И вот тут приходится с сожалением констатировать, что нынешнему поколению Ломоносов почти неизвестен. Он даже не прочитан как следует. Если говорить о писателях и филологах, то они, за немногими исключениями, обращаясь к поэтическому наследию Ломоносова, несмотря на то, что отдают должное его выдающемуся историко-литературному значению, в глубине души все-таки не считают его поэтом («Ну, как же! Писал-то по должности»). Что же касается естествоиспытателей, то иные из них, читая Ломоносова, не могут преодолеть в себе отрицательных эмоций, связанных с самим этим именем, памятуя о том времени, когда палачи науки громили им «космополитов», забывая о том, что Ломоносов не может отвечать за это.
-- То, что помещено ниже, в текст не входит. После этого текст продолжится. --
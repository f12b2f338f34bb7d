//! Progressive difficulty: `tracks` trials per level, then the next level,
//! regardless of the answers. The score counts levels above chance.

use std::time::Instant;

use serde::{Deserialize, Serialize};
use tracing::{debug, warn};

use crate::algorithms::sdk::{Procedure, RunContext, TrialMetadata, TrialOutcome};
use crate::control::{FinalOutput, OutputSink};
use crate::error::Result;
use crate::mechanics::score;

#[derive(Clone, Copy, Debug, PartialEq, Eq, Serialize, Deserialize)]
#[serde(default)]
pub struct Config {
    pub steps: u32,
    pub tracks: u32,
}

impl Default for Config {
    fn default() -> Self {
        Self { steps: 10, tracks: 4 }
    }
}

impl Config {
    pub fn validate(&self) -> std::result::Result<(), &'static str> {
        if self.steps == 0 || self.tracks == 0 {
            return Err("steps and tracks must be positive");
        }
        if self.total_trials().is_none() {
            return Err("steps times tracks overflows");
        }
        Ok(())
    }

    /// `tracks * steps`, or `None` on overflow.
    pub fn total_trials(&self) -> Option<u32> {
        self.tracks.checked_mul(self.steps)
    }
}

#[derive(Clone, Debug)]
pub struct Progressive {
    cfg: Config,
    guess_rate: f64,
    trial: u32,
    level: u32,
    correct: f64,
    level_credit: Vec<f64>,
}

impl Progressive {
    pub fn new(cfg: Config) -> Self {
        Self {
            guess_rate: 0.0,
            trial: 0,
            level: 0,
            correct: 0.0,
            level_credit: vec![0.0; cfg.steps as usize],
            cfg,
        }
    }

    pub fn trial(&self) -> u32 {
        self.trial
    }

    /// Run length; saturates for configs that failed validation.
    fn budget(&self) -> u32 {
        self.cfg.total_trials().unwrap_or(u32::MAX)
    }

    pub fn level(&self) -> u32 {
        self.level
    }

    pub fn score(&self) -> f64 {
        score::corrected(self.correct, self.trial as f64, self.cfg.tracks as f64, self.guess_rate)
    }

    /// Guess-corrected proportion correct per level presented so far.
    pub fn level_scores(&self) -> Vec<f64> {
        let tracks = self.cfg.tracks as f64;
        let played = (self.trial as usize).div_ceil(self.cfg.tracks as usize);
        self.level_credit[..played.min(self.level_credit.len())]
            .iter()
            .map(|&c| score::corrected_proportion(c, tracks, self.guess_rate))
            .collect()
    }
}

impl Procedure for Progressive {
    fn name(&self) -> &'static str {
        "progressive"
    }

    fn source_count(&self) -> usize {
        1
    }

    fn start(&mut self, ctx: &mut RunContext<'_>) -> Result<()> {
        *self = Self::new(self.cfg);
        self.guess_rate = ctx.guess_rate;
        let status = ctx.controls.step_to(0, 0);
        if !status.is_success() {
            warn!(?status, "first level could not be applied");
        }
        Ok(())
    }

    fn submit(&mut self, outcome: TrialOutcome, ctx: &mut RunContext<'_>) {
        let credit = outcome.credit();
        self.trial += 1;
        self.correct += credit;
        if let Some(c) = self.level_credit.get_mut(self.level as usize) {
            *c += credit;
        }

        if self.trial < self.budget() && self.trial % self.cfg.tracks == 0 {
            self.level += 1;
            let status = ctx.controls.step_to(0, self.level as i32);
            if !status.is_success() {
                warn!(level = self.level, ?status, "level could not be applied");
            }
            debug!(trial = self.trial, level = self.level, "advanced level");
        }
    }

    fn is_done(&self, _now: Instant) -> bool {
        self.trial >= self.budget()
    }

    fn final_output(&self, _source: usize) -> FinalOutput {
        FinalOutput::Value(self.score())
    }

    fn metadata(&self) -> TrialMetadata {
        TrialMetadata::new()
            .with("trial", self.trial)
            .with("level", self.level)
    }

    fn extra_outputs(&self, sink: &mut dyn OutputSink) {
        for (k, s) in self.level_scores().into_iter().enumerate() {
            sink.publish(&format!("level{k}"), s);
        }
    }
}
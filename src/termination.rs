//! Termination rules: when is a run complete?
//!
//! Rules are orthogonal to stepping. Only [`TerminationRule::Duration`] looks
//! at the wall clock, via a deadline armed once at the start of the task phase.

use std::cell::Cell;
use std::rc::Rc;
use std::time::{Duration, Instant};

use serde::{Deserialize, Serialize};

/// A source of "now". Tests use [`ManualClock`].
pub trait Clock {
    fn now(&self) -> Instant;
}

#[derive(Clone, Copy, Debug, Default)]
pub struct SystemClock;

impl Clock for SystemClock {
    fn now(&self) -> Instant {
        Instant::now()
    }
}

/// Clock that only moves when told to. Clones share the same time.
#[derive(Clone, Debug)]
pub struct ManualClock {
    now: Rc<Cell<Instant>>,
}

impl ManualClock {
    pub fn new() -> Self {
        Self { now: Rc::new(Cell::new(Instant::now())) }
    }

    pub fn advance(&self, by: Duration) {
        self.now.set(self.now.get() + by);
    }
}

impl Default for ManualClock {
    fn default() -> Self {
        Self::new()
    }
}

impl Clock for ManualClock {
    fn now(&self) -> Instant {
        self.now.get()
    }
}

#[derive(Clone, Copy, Debug, PartialEq, Eq, Serialize, Deserialize)]
#[serde(tag = "rule", content = "limit", rename_all = "snake_case")]
pub enum TerminationRule {
    /// Done once this many reversals have been recorded.
    Reversals(u32),
    /// Done once this many trials have been submitted.
    Trials(u32),
    /// Done once this much time has passed since the task phase began.
    Duration(Duration),
}

impl Default for TerminationRule {
    fn default() -> Self {
        TerminationRule::Reversals(8)
    }
}

impl TerminationRule {
    pub fn validate(&self) -> Result<(), &'static str> {
        match *self {
            TerminationRule::Reversals(0) => Err("reversal limit must be positive"),
            TerminationRule::Trials(0) => Err("trial limit must be positive"),
            TerminationRule::Duration(d) if d.is_zero() => Err("duration must be positive"),
            _ => Ok(()),
        }
    }
}

/// A rule plus the one piece of state it may need: the deadline.
#[derive(Clone, Copy, Debug, PartialEq)]
pub struct Termination {
    rule: TerminationRule,
    deadline: Option<Instant>,
}

impl Termination {
    pub fn new(rule: TerminationRule) -> Self {
        Self { rule, deadline: None }
    }

    pub fn rule(&self) -> TerminationRule {
        self.rule
    }

    pub fn deadline(&self) -> Option<Instant> {
        self.deadline
    }

    /// Captures the deadline for a duration rule. Called once per phase.
    pub fn arm(&mut self, now: Instant) {
        if let TerminationRule::Duration(d) = self.rule {
            self.deadline = Some(now + d);
        }
    }

    /// An unarmed duration rule never reports done.
    pub fn is_done(&self, trials: u32, reversals: u32, now: Instant) -> bool {
        match self.rule {
            TerminationRule::Reversals(n) => reversals >= n,
            TerminationRule::Trials(n) => trials >= n,
            TerminationRule::Duration(_) => self.deadline.is_some_and(|d| now >= d),
        }
    }
}

#[cfg(test)]
mod tests {
    use super::*;

    #[test]
    fn count_rules() {
        let now = Instant::now();
        let r = Termination::new(TerminationRule::Reversals(4));
        assert!(!r.is_done(100, 3, now));
        assert!(r.is_done(0, 4, now));

        let t = Termination::new(TerminationRule::Trials(10));
        assert!(!t.is_done(9, 50, now));
        assert!(t.is_done(10, 0, now));
    }

    #[test]
    fn duration_waits_for_arming_and_deadline() {
        let clock = ManualClock::new();
        let mut d = Termination::new(TerminationRule::Duration(Duration::from_secs(60)));
        clock.advance(Duration::from_secs(600));
        assert!(!d.is_done(0, 0, clock.now()));

        d.arm(clock.now());
        clock.advance(Duration::from_secs(59));
        assert!(!d.is_done(0, 0, clock.now()));
        clock.advance(Duration::from_secs(1));
        assert!(d.is_done(0, 0, clock.now()));
    }

    #[test]
    fn zero_limits_are_rejected() {
        assert!(TerminationRule::Trials(0).validate().is_err());
        assert!(TerminationRule::Duration(Duration::ZERO).validate().is_err());
        assert!(TerminationRule::Reversals(6).validate().is_ok());
    }
}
Ко всему этому надо добавить, что как раз когда установилось затишье касательно Ломоносова, оно установилось и по отношению к истории русской культуры вообще: люди пробавлялись в основном теми сведениями, которые поставляла им низкопробная историческая беллетристика, воспитывавшая вульгарный интерес к прошлому как к чему-то экзотическому. На этом фоне легко восстанавливается примерный образ Ломоносова, который мог возникнуть в сознании непосвященного человека: вышел из низов, очень талантливый я очень русский, пришел с обозом в Москву, выучился, немцы не давали ему хода, он их бил по физиономиям, они в отместку замалчивали его открытия, он писал в целях самозащиты хвалебные оды Елизавете, высоко поднялся, но немцы его все-таки задушили. Все вроде бы так. И вместе с тем все — ложь.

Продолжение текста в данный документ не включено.